My take is that there will continue to be opportunities for growth in all three segments, but another dynamic will drive development and evolution of them all – the increased emphasis on and acceptance of these solutions in the cloud. Hence, we will see more solutions introduced or repositioned as “Collaboration as a Service.” While some solutions were actually “born there,” others still have to undergo major adjustments and growing pains in order to properly address the imperatives of both cloud computing and use as an extranet. When enterprise solutions undergo these pains to evolve, unfortunately, so do their customers. However there may be a way to ease that suffering for customers, by providing strategy advice in addition to simply hosting solutions.
Win-Win
When searching for an online collaboration service, it is critical not only to assess basic capabilities, but also to understand where in the evolution from “internal to external” focus the solutions fall. Interactions with corporate directories, firewall sensitivities, security protocols, data schemas, network bandwidth, contracting dynamics and APIs all play a part in understanding the readiness of a given solution for a given purpose and audience. In collaboration strategy, this is called governance – and it dovetails with cultural assessment, adoption strategy and integration strategy.
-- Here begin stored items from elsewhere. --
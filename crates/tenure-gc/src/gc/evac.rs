//! Evacuation: copying live objects out of collection-set regions.
//!
//! Any thread may copy an object, workers and mutators alike. Copies are
//! made into the copying thread's GCLAB (young) or PLAB (old) and published
//! by a CAS on the original's mark word; the loser of a race throws its
//! copy away and uses the winner's.

use std::sync::atomic::{AtomicUsize, Ordering};

use crate::gc::oom::EvacScope;
use crate::gc::state::GcStateBits;
use crate::heap::alloc::AllocRequest;
use crate::heap::lab::Lab;
use crate::heap::object::{align_object_words, copy_words, fill_with_filler, MarkWord, ObjRef, WORD_SIZE};
use crate::heap::region::Affiliation;
use crate::heap::thread_local::{LocalState, ThreadContext};
use crate::heap::Heap;
use crate::tracing::{log_evac_oom, log_promotion_failure};

/// Promotion failures a thread logs per cycle; later ones are only counted.
const MAX_PROMOTION_FAILURE_REPORTS: u8 = 4;

/// Copy counters of the running cycle.
#[derive(Debug, Default)]
pub(crate) struct EvacStats {
    evacuated: AtomicUsize,
    promoted: AtomicUsize,
    promotion_failures: AtomicUsize,
}

impl EvacStats {
    fn record_copy(&self, bytes: usize, promoted: bool) {
        let counter = if promoted { &self.promoted } else { &self.evacuated };
        counter.fetch_add(bytes, Ordering::Relaxed);
    }

    /// Returns `(evacuated, promoted, promotion_failures)` and resets them.
    pub(crate) fn take(&self) -> (usize, usize, usize) {
        (
            self.evacuated.swap(0, Ordering::Relaxed),
            self.promoted.swap(0, Ordering::Relaxed),
            self.promotion_failures.swap(0, Ordering::Relaxed),
        )
    }
}

/// Where a copy was allocated.
#[derive(Debug, Clone, Copy)]
struct CopySlot {
    addr: usize,
    affiliation: Affiliation,
    in_lab: bool,
    promotion: bool,
}

impl Heap {
    fn max_evac_lab_words(&self) -> usize {
        (self.config.min_lab_words * self.config.max_evac_lab_ratio).min(self.layout.max_lab_words)
    }

    /// Retires `lab` and installs a fresh one able to hold `words`.
    fn refill_evac_lab(&self, lab: &mut Lab, affiliation: Affiliation, words: usize) -> bool {
        self.retire_lab(lab);
        lab.grow(self.max_evac_lab_words());
        let min = align_object_words(words.max(self.config.min_lab_words));
        let desired = lab.desired_words().max(min);
        let mut req = match affiliation {
            Affiliation::Old => AllocRequest::plab(min, desired),
            _ => AllocRequest::gclab(min, desired),
        };
        match self.allocate_memory(&mut req) {
            Some(start) => {
                lab.install(start, req.actual_words(), req.promotion_allowed());
                true
            }
            None => false,
        }
    }

    /// Finds room for a `words`-word copy in `affiliation`.
    fn allocate_copy(
        &self,
        affiliation: Affiliation,
        promotion: bool,
        words: usize,
        state: &mut LocalState,
    ) -> Option<CopySlot> {
        let lab = match affiliation {
            Affiliation::Old => &mut state.plab,
            _ => &mut state.gclab,
        };
        let lab_usable = |lab: &Lab| !promotion || lab.allows_promotion();
        let slot = |addr, in_lab| CopySlot {
            addr,
            affiliation,
            in_lab,
            promotion,
        };

        if lab_usable(lab) {
            if let Some(addr) = lab.allocate(words) {
                return Some(slot(addr, true));
            }
        }
        let small = words * 4 <= self.max_evac_lab_words();
        if small && (lab.is_empty() || lab.free_words() < self.config.min_lab_words) {
            if self.refill_evac_lab(lab, affiliation, words) && lab_usable(lab) {
                if let Some(addr) = lab.allocate(words) {
                    return Some(slot(addr, true));
                }
            }
        }
        let mut req = AllocRequest::shared_gc(words, affiliation, promotion);
        self.allocate_memory(&mut req).map(|addr| slot(addr, false))
    }

    fn report_promotion_failure(&self, words: usize, state: &mut LocalState) {
        self.evac_stats.promotion_failures.fetch_add(1, Ordering::Relaxed);
        self.metrics.record_promotion_failure();
        let epoch = self.gc_count();
        if state.report_epoch != epoch {
            state.report_epoch = epoch;
            state.promotion_failure_reports = 0;
        }
        if state.promotion_failure_reports < MAX_PROMOTION_FAILURE_REPORTS {
            state.promotion_failure_reports += 1;
            log_promotion_failure(words, self.budget.promoted_reserve(), self.budget.promoted_expended());
        }
    }

    /// Drops a copy that lost the forwarding race.
    fn discard_copy(&self, copy: CopySlot, words: usize, state: &mut LocalState) {
        let lab = match copy.affiliation {
            Affiliation::Old => &mut state.plab,
            _ => &mut state.gclab,
        };
        if copy.in_lab && lab.undo(copy.addr, words) {
            return;
        }
        // SAFETY: the copy was never published; its memory is ours.
        unsafe { fill_with_filler(copy.addr, words) };
        if copy.affiliation == Affiliation::Old {
            self.rset.starts().register_object(copy.addr);
        }
    }

    /// Copies `obj` out of the collection set and returns the copy that
    /// won. Must be called inside an evacuation scope. After an evacuation
    /// OOM the thread stops copying and gets the current forwardee, which
    /// may be `obj` itself.
    pub(crate) fn evacuate_object(&self, obj: ObjRef, ctx: &ThreadContext, state: &mut LocalState) -> ObjRef {
        let mark = obj.mark_word();
        if mark.is_forwarded() {
            return obj.resolve_forwarded();
        }
        if ctx.evac().is_oom_during_evac() {
            return obj.resolve_forwarded();
        }

        let words = obj.size_words();
        let from = self.region_of(obj);
        let source = from.affiliation();
        let promote = self.config.mode.is_generational()
            && source == Affiliation::Young
            && self.config.promote_tenured_objects
            && from.age().saturating_add(mark.age()) >= self.config.tenuring_threshold;

        let mut copy = None;
        if promote {
            copy = self.allocate_copy(Affiliation::Old, true, words, state);
            if copy.is_none() {
                self.report_promotion_failure(words, state);
            }
        }
        let copy = match copy.or_else(|| self.allocate_copy(source, false, words, state)) {
            Some(copy) => copy,
            None => {
                self.metrics.record_evac_oom();
                log_evac_oom(words);
                if self.cancel.try_cancel() {
                    self.metrics.record_cancellation();
                }
                self.oom.handle_out_of_memory(ctx.evac());
                return obj.resolve_forwarded();
            }
        };

        // SAFETY: `copy.addr` is fresh memory of `words` words owned by this
        // thread; nothing writes to a collection-set object while it is
        // being evacuated.
        unsafe { copy_words(obj.addr(), copy.addr, words) };
        let age_by = u8::from(
            copy.affiliation == Affiliation::Young && self.aging_cycle.load(Ordering::Relaxed),
        );
        let Some(to) = ObjRef::from_raw(copy.addr) else {
            return obj;
        };
        to.set_mark_word(mark.aged(age_by));

        match obj.cas_mark_word(mark, MarkWord::forwarded_to(copy.addr)) {
            Ok(()) => {
                let bytes = words * WORD_SIZE;
                if copy.affiliation == Affiliation::Old {
                    if copy.in_lab {
                        self.rset.starts().register_object(copy.addr);
                    }
                    self.rset.cards().dirty_both_range(copy.addr, bytes);
                    if copy.promotion && copy.in_lab {
                        state.plab.record_promotion(words);
                    }
                }
                // Promotions were charged when their space was handed out.
                match (copy.promotion, copy.affiliation) {
                    (true, _) => {}
                    (false, Affiliation::Old) => self.budget.expend_old_evac(bytes),
                    (false, _) => self.budget.expend_young_evac(bytes),
                }
                self.evac_stats.record_copy(bytes, copy.promotion);
                to
            }
            Err(current) => {
                self.discard_copy(copy, words, state);
                ObjRef::from_raw(current.forwardee()).unwrap_or(obj)
            }
        }
    }

    /// Load-reference barrier: resolves `raw` to its to-space copy,
    /// evacuating it first while evacuation is running.
    #[inline]
    pub(crate) fn load_reference_barrier(
        &self,
        raw: usize,
        ctx: &ThreadContext,
        state: &mut LocalState,
    ) -> usize {
        if raw == 0 || !self.gc_state.is(GcStateBits::HAS_FORWARDED) || !self.in_collection_set(raw) {
            return raw;
        }
        let Some(obj) = ObjRef::from_raw(raw) else {
            return raw;
        };
        let resolved = obj.resolve_forwarded();
        if resolved != obj || !self.gc_state.is(GcStateBits::EVACUATION) {
            return resolved.addr();
        }
        let _scope = EvacScope::enter(&self.oom, ctx.evac());
        self.evacuate_object(obj, ctx, state).addr()
    }

    /// Copies every live object of the collection set. Regions are claimed
    /// one at a time; objects already forwarded are skipped, so the pass can
    /// be repeated after an interruption. Returns `false` when cancelled or
    /// out of memory.
    pub(crate) fn evacuate_collection_set(&self, cancellable: bool) -> bool {
        self.cset.reset_cursor();
        self.workers.run(|_, ctx, state| {
            let _scope = EvacScope::enter(&self.oom, ctx.evac());
            let stop = || self.oom.is_oom() || (cancellable && self.cancel.is_cancelled());
            while let Some(index) = self.cset.claim_next() {
                if stop() {
                    break;
                }
                let region = &self.regions[index];
                let mut stopped = false;
                self.marking.for_each_live(region, region.top(), |obj| {
                    if stopped || stop() {
                        stopped = true;
                        return;
                    }
                    if !obj.is_forwarded() {
                        self.evacuate_object(obj, ctx, state);
                    }
                });
            }
        });
        !(self.oom.is_oom() || (cancellable && self.cancel.is_cancelled()))
    }
}

#[cfg(test)]
mod tests {
    use super::*;
    use crate::config::{GcConfig, GcMode, REGION_SIZE_FLOOR};
    use crate::heap::object::{init_object, ObjectShape};
    use crate::heap::region::RegionState;
    use crate::heap::thread_local::ThreadKind;

    fn heap(mode: GcMode) -> Heap {
        let config = GcConfig::default()
            .with_heap_size(4 << 20)
            .with_region_size_bounds(REGION_SIZE_FLOOR.max(sys_alloc::allocation_granularity()), 1 << 20)
            .with_target_regions(32)
            .with_parallel_workers(2)
            .with_mode(mode);
        Heap::new(config).unwrap()
    }

    /// Allocates `obj` and moves its region into the collection set with
    /// evacuation switched on.
    fn setup(heap: &Heap) -> ObjRef {
        let shape = ObjectShape::instance(1, 3);
        let mut req = AllocRequest::shared(shape.size_words());
        let addr = heap.allocate_memory(&mut req).unwrap();
        // SAFETY: fresh allocation.
        let obj = unsafe { init_object(addr, shape) };
        obj.data_word(0).store(0xfeed, Ordering::Relaxed);
        let region = heap.region_of(obj);
        region.set_state(RegionState::Cset);
        heap.cset.add(region.index(), obj.size_bytes(), false);
        heap.rebuild_free_set();
        heap.budget.set_young_evac_reserve(1 << 20);
        heap.gc_state
            .set(GcStateBits::HAS_FORWARDED | GcStateBits::EVACUATION, true);
        obj
    }

    #[test]
    fn test_evacuation_copies_and_forwards() {
        let heap = heap(GcMode::Satb);
        let obj = setup(&heap);
        let ctx = heap.threads.register(ThreadKind::Mutator);
        let mut state = ctx.lock();
        let _scope = EvacScope::enter(&heap.oom, ctx.evac());
        let copy = heap.evacuate_object(obj, &ctx, &mut state);
        assert_ne!(copy, obj);
        assert!(!heap.in_collection_set(copy.addr()));
        assert_eq!(obj.resolve_forwarded(), copy);
        assert_eq!(copy.data_word(0).load(Ordering::Relaxed), 0xfeed);
        assert!(!copy.is_forwarded());
        assert_eq!(heap.evacuate_object(obj, &ctx, &mut state), copy);
        assert_eq!(heap.evac_stats.take().0, obj.size_bytes());
    }

    #[test]
    fn test_load_reference_barrier_evacuates_once() {
        let heap = heap(GcMode::Satb);
        let obj = setup(&heap);
        let ctx = heap.threads.register(ThreadKind::Mutator);
        let mut state = ctx.lock();
        let first = heap.load_reference_barrier(obj.addr(), &ctx, &mut state);
        let second = heap.load_reference_barrier(obj.addr(), &ctx, &mut state);
        assert_eq!(first, second);
        assert_ne!(first, obj.addr());
        assert_eq!(heap.load_reference_barrier(first, &ctx, &mut state), first);
        assert_eq!(heap.load_reference_barrier(0, &ctx, &mut state), 0);
    }

    #[test]
    fn test_racing_copies_agree() {
        let heap = heap(GcMode::Satb);
        let obj = setup(&heap);
        let winners: Vec<usize> = std::thread::scope(|s| {
            let handles: Vec<_> = (0..8)
                .map(|_| {
                    s.spawn(|| {
                        let ctx = heap.threads.register(ThreadKind::Mutator);
                        let mut state = ctx.lock();
                        let _scope = EvacScope::enter(&heap.oom, ctx.evac());
                        heap.evacuate_object(obj, &ctx, &mut state).addr()
                    })
                })
                .collect();
            handles.into_iter().map(|h| h.join().unwrap()).collect()
        });
        assert!(winners.iter().all(|&w| w == winners[0]));
        assert_eq!(obj.resolve_forwarded().addr(), winners[0]);
    }

    #[test]
    fn test_tenured_objects_are_promoted() {
        let heap = heap(GcMode::Generational);
        let obj = setup(&heap);
        obj.set_mark_word(MarkWord::with_age(heap.config.tenuring_threshold));
        heap.budget.set_promoted_reserve(1 << 20);
        let ctx = heap.threads.register(ThreadKind::Mutator);
        let mut state = ctx.lock();
        let _scope = EvacScope::enter(&heap.oom, ctx.evac());
        let copy = heap.evacuate_object(obj, &ctx, &mut state);
        assert!(heap.region_of(copy).is_old());
        assert!(heap.rset.cards().is_write_dirty(heap.rset.cards().card_index(copy.addr())));
        assert_eq!(heap.evac_stats.take().1, copy.size_bytes());
    }

    #[test]
    fn test_promotion_failure_falls_back_to_young() {
        let heap = heap(GcMode::Generational);
        let obj = setup(&heap);
        obj.set_mark_word(MarkWord::with_age(heap.config.tenuring_threshold));
        let ctx = heap.threads.register(ThreadKind::Mutator);
        let mut state = ctx.lock();
        let _scope = EvacScope::enter(&heap.oom, ctx.evac());
        let copy = heap.evacuate_object(obj, &ctx, &mut state);
        assert!(heap.region_of(copy).is_young());
        assert_eq!(heap.metrics.promotion_failures(), 1);
    }
}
As Collaboration as a Service evolves and “grows up” in the coming years, we can expect organizations to get more comfortable with team collaboration being managed outside the firewall as the major players make their adjustments to meet evolving demands. With economies of scale, providers can earn profits, but with attention to the cultural, adoption, governance, and integration needs of their customers, providers – either directly or through their business partner networks – can earn something even more precious – loyalty and respect.